奇跡の旅 アメリカ(1992)
監督
 デュウェイン・ダンハム

出演
 ゴールデン・レトリバー    (シャドウ)
 ヒマラヤン
  (サシー)
 アメリカン・ブルドッグ     (チャンス)
 この映画『奇跡の旅(Incredible Journey)』は、2匹の犬と一匹の猫の冒険の旅の物語である。このサイトでは、主に古典とも言えるような映画作品の私的な感想を紹介しているが、この映画は比較的新しい作品である。ただしこの映画は1963年に製作された名作『三匹荒野を行く』のリメイクであり、その意味ではやはり古典と言ってよいと思われる。

 ピーター、ホープ、ジェイミーの3人兄妹には、それぞれ仲良しの動物達がいた。即ち、ゴールデン・レトリバーのシャドウ、ヒマラヤンのサシー、アメリカン・ブルドッグのチャンスである。
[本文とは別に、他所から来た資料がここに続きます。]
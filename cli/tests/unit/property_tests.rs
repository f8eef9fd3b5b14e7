//! Property-based tests for the state mapping, the change gate and config
//! validation.
//!
//! Uses `proptest` to verify invariants across many random inputs.

#![allow(clippy::expect_used)]

use std::collections::BTreeMap;

use proptest::prelude::*;

use switchboard_cli::domain::config::{
    MAX_POLL_INTERVAL_MS, MIN_POLL_INTERVAL_MS, validate_config_key, validate_config_value,
    validate_instance_id,
};
use switchboard_cli::domain::instance::{
    Action, Directory, InstanceId, RawInstance, ReconciledState, TrackedInstance, map_raw_state,
};
use switchboard_cli::domain::reconcile;

fn raw_state() -> impl Strategy<Value = String> {
    prop_oneof![
        Just("pending".to_string()),
        Just("running".to_string()),
        Just("stopping".to_string()),
        Just("stopped".to_string()),
        Just("shutting-down".to_string()),
        Just("terminated".to_string()),
        "[a-z-]{0,12}",
    ]
}

fn records() -> impl Strategy<Value = Vec<RawInstance>> {
    prop::collection::vec(
        (0u8..6, raw_state(), prop::option::of("[a-z]{1,8}")),
        0..12,
    )
    .prop_map(|rows| {
        rows.into_iter()
            .map(|(n, state, name)| RawInstance {
                id: InstanceId::new(format!("i-{n}")),
                state,
                tags: name
                    .map(|v| BTreeMap::from([("Name".to_string(), v)]))
                    .unwrap_or_default(),
            })
            .collect()
    })
}

// ============================================================================
// map_raw_state()
// ============================================================================

proptest! {
    /// Only the three settled states map to something other than Transitioning.
    #[test]
    fn prop_unrecognised_states_are_transitioning(raw in "\\PC{0,20}") {
        let mapped = map_raw_state(&raw);
        match raw.as_str() {
            "stopped" => prop_assert_eq!(mapped, ReconciledState::Stopped),
            "running" => prop_assert_eq!(mapped, ReconciledState::Running),
            "terminated" => prop_assert_eq!(mapped, ReconciledState::Terminated),
            _ => prop_assert_eq!(mapped, ReconciledState::Transitioning),
        }
    }

    /// A control is enabled exactly when it offers an action.
    #[test]
    fn prop_disabled_iff_no_action(raw in raw_state()) {
        let state = map_raw_state(&raw);
        prop_assert_eq!(state.is_disabled(), state.action().is_none());
        prop_assert_eq!(state.is_disabled(), matches!(state, ReconciledState::Terminated | ReconciledState::Transitioning));
    }

    /// Entries always carry a reconciled state consistent with their raw state.
    #[test]
    fn prop_tracked_instance_derivation(raw in raw_state()) {
        let entry = TrackedInstance::new(InstanceId::from("i-1"), raw.clone(), BTreeMap::new());
        prop_assert_eq!(entry.reconciled(), map_raw_state(&raw));
        prop_assert_eq!(entry.is_transitioning(), entry.reconciled() == ReconciledState::Transitioning);
    }
}

// ============================================================================
// reconcile()
// ============================================================================

proptest! {
    /// Applying the same response twice never reports a second change.
    #[test]
    fn prop_reconcile_is_idempotent(first in records()) {
        let once = reconcile::reconcile(&Directory::default(), first.clone())
            .unwrap_or_default();
        prop_assert!(reconcile::reconcile(&once, first).is_none());
    }

    /// A reported change is a real difference; no change means equal data.
    #[test]
    fn prop_reconcile_reports_only_real_changes(first in records(), second in records()) {
        let base = reconcile::reconcile(&Directory::default(), first).unwrap_or_default();
        match reconcile::reconcile(&base, second.clone()) {
            Some(next) => prop_assert_ne!(&next, &base),
            None => {
                // Later records for the same ID win.
                let last: BTreeMap<InstanceId, String> =
                    second.into_iter().map(|r| (r.id, r.state)).collect();
                for (id, state) in last {
                    let entry = base.get(&id).expect("every record is in the directory");
                    prop_assert_eq!(entry.raw_state(), state.as_str());
                }
            }
        }
    }

    /// Entries are never dropped by a poll.
    #[test]
    fn prop_reconcile_never_shrinks(first in records(), second in records()) {
        let base = reconcile::reconcile(&Directory::default(), first).unwrap_or_default();
        let next = reconcile::reconcile(&base, second).unwrap_or_else(|| base.clone());
        prop_assert!(next.len() >= base.len());
        for entry in base.iter() {
            prop_assert!(next.get(entry.id()).is_some());
        }
    }

    /// A validated action always lands the entry in Transitioning.
    #[test]
    fn prop_valid_action_transitions(raw in raw_state(), start in any::<bool>()) {
        let id = InstanceId::from("i-1");
        let mut dir: Directory = [TrackedInstance::new(id.clone(), raw, BTreeMap::new())]
            .into_iter()
            .collect();
        let action = if start { Action::Start } else { Action::Stop };
        if reconcile::validate_action(&dir, &id, action).is_ok() {
            prop_assert!(reconcile::apply_optimistic(&mut dir, &id, action));
            prop_assert!(dir.get(&id).expect("entry").is_transitioning());
        }
    }
}

// ============================================================================
// Config validation
// ============================================================================

proptest! {
    #[test]
    fn prop_arbitrary_keys_rejected(key in "[a-z]{1,20}\\.[a-z_]{1,20}") {
        if !["provider.region", "provider.profile", "poll.interval_ms"].contains(&key.as_str()) {
            prop_assert!(validate_config_key(&key).is_err(), "accepted invalid key: {key}");
        }
    }

    #[test]
    fn prop_interval_range_enforced(ms in 0u64..200_000) {
        let ok = validate_config_value("poll.interval_ms", &ms.to_string()).is_ok();
        prop_assert_eq!(ok, (MIN_POLL_INTERVAL_MS..=MAX_POLL_INTERVAL_MS).contains(&ms));
    }

    #[test]
    fn prop_well_formed_instance_ids_accepted(hex in "[0-9a-f]{17}") {
        let id = format!("i-{hex}");
        prop_assert!(validate_instance_id(&id).is_ok(), "rejected {}", id);
    }

    #[test]
    fn prop_malformed_instance_ids_rejected(body in "[g-z]{1,17}") {
        let id = format!("i-{body}");
        prop_assert!(validate_instance_id(&id).is_err(), "accepted {}", id);
    }
}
シャドウは老犬であるが、ピーターを愛し、沈着冷静で忠誠心が強く、サシーは気取り屋で気位が高い猫であった。一方、チャンスは子犬のころに捨てられ、野良犬収容所に入れられたという経験もあり、容易に人間を信ずることができないのであった。

 3人兄妹の母ローラ(キム・グレイスト)は大学の教授であるボブ(ロバート・ヘイズ)と再婚したのだが、ボブの仕事の都合でこれらの三匹は、シェラネヴァダ山脈で牧場を営むケイトにしばらく預けられることになったのである。ケイトが牛を牧草地に連れて行くため留守にしたとき、ピーターに何かあったのではないかと心配になったシャドウは、ピーター達の住む家を目指して遥かな荒野へと旅立っていくのである。そして、直ぐにサシーとチャンスがシャドウの後を追い、こうして3匹の家路への”奇跡の旅”が始まるのである。

 この旅で3匹は様々な危険や困難に遭遇する。例えば、グリズリーやピューマと出会ったり、サシーが川を渡ろうとして落ち、急流に飲まれて滝つぼに落下するものの研究者に助けられて九死に一生を得、そしてチャンスやシャドウと再会したりする。またチャンスは、空腹を満たすためサシーから漁を、シャドウから獲物の狩を学んだりもする。

 一方、数日たって牧場の見回りから帰ったケイトは3匹の失踪に気がつきピーター達に連絡する。こうして初めてピーターの家族が三匹が行方不明になったことを知り、ピーターはボブを「あんたのせいだ!」と言って詰るのである。ボブは、忙しい仕事の合間を縫って”ペットを捜しています”というビラを作り町中に貼り、ピーターは警察に相談したりする。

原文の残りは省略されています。